En synthétisant les tendances ci-dessus, on constate que les applications concrètes des stablecoins s'implantent progressivement dans quelques scénarios déjà validés. Leur développement à plus grande échelle dépendra essentiellement de la capacité à généraliser et à reproduire avec succès ces modèles éprouvés dans d'autres régions.
Les monnaies stables possèdent un potentiel réel de transformer le système de paiement. Toutefois, la réalisation de ce potentiel dépend de la poursuite continue de la recherche technologique, de l'amélioration de la réglementation et de la mise en œuvre sur le marché.

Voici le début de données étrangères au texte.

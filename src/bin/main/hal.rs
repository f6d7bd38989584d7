//! Extensions to the `stm32f1xx-hal` Hardware Abstraction Layer.

pub mod tim;

#[allow(non_camel_case_types)]
pub mod pins {
    use stm32f1xx_hal::gpio::{Alternate, Floating, Input, OpenDrain, Output, Pin, PushPull, CRH, CRL};

    /// UART TX to the peer glove
    pub type A9_USART1_TX = Pin<Alternate<PushPull>, CRH, 'A', 9>;
    /// UART RX from the peer glove
    pub type A10_USART1_RX = Pin<Input<Floating>, CRH, 'A', 10>;

    /// I2C SCL to the per-finger motor driver board
    pub type B6_I2C1_SCL = Pin<Alternate<OpenDrain>, CRL, 'B', 6>;
    /// I2C SDA to the per-finger motor driver board
    pub type B7_I2C1_SDA = Pin<Alternate<OpenDrain>, CRL, 'B', 7>;

    /// Scheduler alarm. Drives no external signal; TIM1's update interrupt
    /// is the only thing this pin's channel is used for, so it is claimed
    /// but left unconfigured as an alternate function.
    pub type A8_TIM1C1_ALARM = Pin<Alternate<PushPull>, CRH, 'A', 8>;

    /// Debug LED output
    pub type C13_DEBUG_LED = Pin<Output<PushPull>, CRH, 'C', 13>;

    /// Deliberately unconnected analog pin: the only thing ever read from
    /// it is voltage noise, used once at boot to seed the pattern
    /// generator's PRNG (spec.md §9 "Random numbers").
    pub type A1_ADC1C1_ENTROPY = Pin<stm32f1xx_hal::gpio::Analog, CRL, 'A', 1>;
}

Leur adoption à grande échelle nécessite une analyse de données plus claire, une planification d'investissement plus rationnelle, ainsi qu'une capacité à distinguer les signaux pertinents des bruits inutiles à partir des données de transactions publiques. Pour les institutions financières, il est essentiel de nourrir des ambitions de développement tout en ayant une compréhension objective de l'état actuel du volume de transactions en monnaies stables, afin de planifier prudemment les opportunités futures. Cela leur permettra de prendre une longueur d'avance et de guider l'industrie lors de la prochaine phase d'application des monnaies stables.